Integrated in the process of  ‘living our life’ and our day to day schooling in the ways of finding love and trust in a relationship, is the painful cry of “How do I let go? How can I possibly move on!”

Whether it’s from an unexpected lie or betrayals from someone close — we have felt the immediate and physical hardening of the heart following an emotional blow. A blow so hard it physically knocks the wind out of us, leaving us wounded and bewildered.
“But how can I forget? How can I move on and be happy?” she sobs.
The answer to this is not an easy process.  It takes more courage to confront it than to move comfortably back into the victim seat.  You were the person who received the hurt, right? And you deserve to get some recognition for that pain, right?

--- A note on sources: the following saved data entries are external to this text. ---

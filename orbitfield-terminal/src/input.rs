/// Translation of crossterm events into scene and panel actions
use crossterm::event::{
    Event, KeyCode, KeyEvent, KeyEventKind, KeyModifiers, MouseEvent, MouseEventKind,
};

/// Wheel delta reported for one scroll notch, matching a browser `deltaY`.
pub const WHEEL_NOTCH: f32 = 100.0;

#[derive(Debug, Clone, Copy, PartialEq)]
pub enum Input {
    Wheel(f32),
    Pointer { column: u16, row: u16 },
    Resize(u16, u16),
    TogglePanel,
    SelectNext,
    SelectPrevious,
    Adjust(i32),
    Quit,
}

pub fn map_event(event: &Event) -> Option<Input> {
    match event {
        Event::Mouse(MouseEvent {
            kind, column, row, ..
        }) => match kind {
            MouseEventKind::ScrollDown => Some(Input::Wheel(WHEEL_NOTCH)),
            MouseEventKind::ScrollUp => Some(Input::Wheel(-WHEEL_NOTCH)),
            MouseEventKind::Moved | MouseEventKind::Drag(_) => Some(Input::Pointer {
                column: *column,
                row: *row,
            }),
            _ => None,
        },
        Event::Resize(width, height) => Some(Input::Resize(*width, *height)),
        Event::Key(key) => map_key(key),
        _ => None,
    }
}

fn map_key(key: &KeyEvent) -> Option<Input> {
    if key.kind == KeyEventKind::Release {
        return None;
    }
    let steps = if key.modifiers.contains(KeyModifiers::SHIFT) {
        10
    } else {
        1
    };
    match key.code {
        KeyCode::Char('c') if key.modifiers.contains(KeyModifiers::CONTROL) => Some(Input::Quit),
        KeyCode::Char('q') | KeyCode::Char('Q') | KeyCode::Esc => Some(Input::Quit),
        KeyCode::Char('g') | KeyCode::Char('G') => Some(Input::TogglePanel),
        KeyCode::Tab | KeyCode::Down => Some(Input::SelectNext),
        KeyCode::BackTab | KeyCode::Up => Some(Input::SelectPrevious),
        KeyCode::Right | KeyCode::Char('+') | KeyCode::Char('=') => Some(Input::Adjust(steps)),
        KeyCode::Left | KeyCode::Char('-') | KeyCode::Char('_') => Some(Input::Adjust(-steps)),
        _ => None,
    }
}

#[cfg(test)]
mod tests {
    use super::*;
    use crossterm::event::{KeyEventState, MouseButton};

    fn mouse(kind: MouseEventKind, column: u16, row: u16) -> Event {
        Event::Mouse(MouseEvent {
            kind,
            column,
            row,
            modifiers: KeyModifiers::NONE,
        })
    }

    fn key(code: KeyCode, modifiers: KeyModifiers) -> Event {
        Event::Key(KeyEvent::new(code, modifiers))
    }

    #[test]
    fn test_scroll_maps_to_wheel_delta() {
        assert_eq!(
            map_event(&mouse(MouseEventKind::ScrollDown, 0, 0)),
            Some(Input::Wheel(100.0))
        );
        assert_eq!(
            map_event(&mouse(MouseEventKind::ScrollUp, 0, 0)),
            Some(Input::Wheel(-100.0))
        );
    }

    #[test]
    fn test_motion_maps_to_pointer() {
        let expected = Some(Input::Pointer { column: 12, row: 7 });
        assert_eq!(map_event(&mouse(MouseEventKind::Moved, 12, 7)), expected);
        assert_eq!(
            map_event(&mouse(MouseEventKind::Drag(MouseButton::Left), 12, 7)),
            expected
        );
        assert_eq!(
            map_event(&mouse(MouseEventKind::Down(MouseButton::Left), 12, 7)),
            None
        );
    }

    #[test]
    fn test_resize_passes_through() {
        assert_eq!(map_event(&Event::Resize(100, 30)), Some(Input::Resize(100, 30)));
    }

    #[test]
    fn test_quit_keys() {
        assert_eq!(map_event(&key(KeyCode::Char('q'), KeyModifiers::NONE)), Some(Input::Quit));
        assert_eq!(map_event(&key(KeyCode::Esc, KeyModifiers::NONE)), Some(Input::Quit));
        assert_eq!(
            map_event(&key(KeyCode::Char('c'), KeyModifiers::CONTROL)),
            Some(Input::Quit)
        );
        assert_eq!(map_event(&key(KeyCode::Char('c'), KeyModifiers::NONE)), None);
    }

    #[test]
    fn test_panel_keys() {
        assert_eq!(
            map_event(&key(KeyCode::Char('g'), KeyModifiers::NONE)),
            Some(Input::TogglePanel)
        );
        assert_eq!(map_event(&key(KeyCode::Tab, KeyModifiers::NONE)), Some(Input::SelectNext));
        assert_eq!(map_event(&key(KeyCode::Up, KeyModifiers::NONE)), Some(Input::SelectPrevious));
        assert_eq!(map_event(&key(KeyCode::Right, KeyModifiers::NONE)), Some(Input::Adjust(1)));
        assert_eq!(map_event(&key(KeyCode::Left, KeyModifiers::SHIFT)), Some(Input::Adjust(-10)));
    }

    #[test]
    fn test_key_release_is_ignored() {
        let release = Event::Key(KeyEvent {
            code: KeyCode::Char('q'),
            modifiers: KeyModifiers::NONE,
            kind: KeyEventKind::Release,
            state: KeyEventState::NONE,
        });
        assert_eq!(map_event(&release), None);
    }
}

I’m afraid not. The only way to mentally, physically and emotionally move on is to change the way your mind remembers the situation, and to take responsibility for gaining the understanding of your role in the outcome. Be honest with yourself and admit what it was that you were truly hoping for in return. You have to stop running and re-running the incident, the words, the looks, the hurt, over in your mind. By reliving the situation time and time again, you are actually freezing that moment in time, not releasing it.
As emotional human nature seems to state: ‘You are my friend/love partner therefore you are a mirror for me.  When I see myself giving to you I see the reflection giving back the same to me. It makes me feel love and a lightness in the heart.’  It is a feeling so fast and so powerful it is forever imprinted on our brain. We then feel compelled and driven to seek that feeling again.   By putting up the mirror, we are subconsciously seeing our own heart therefore we are truly only giving out what we want and think we need to get back. You also have a picture in your mind exactly what that would feel like, and look like.
So then the long awaited reaction to what we have so selflessly given does come back to us but not the way our conscious mind has now perfectly formed it. And we physically feel the loss of that expected love, appreciation or gratitude and it makes us feel empty and alone.
The hardest thing about love, that totally misunderstood (or totally not understandable at all) concept of ‘unconditional love!’ is that we are supposed to give the other person what they need, do for them the things they want, in their way, not in our way. 
Take a moment to calm your mind in the quiet, and just think about it for a while. I’m sure you can start to see some things differently, to release the other person, to heal yourself and therefore… LET GO.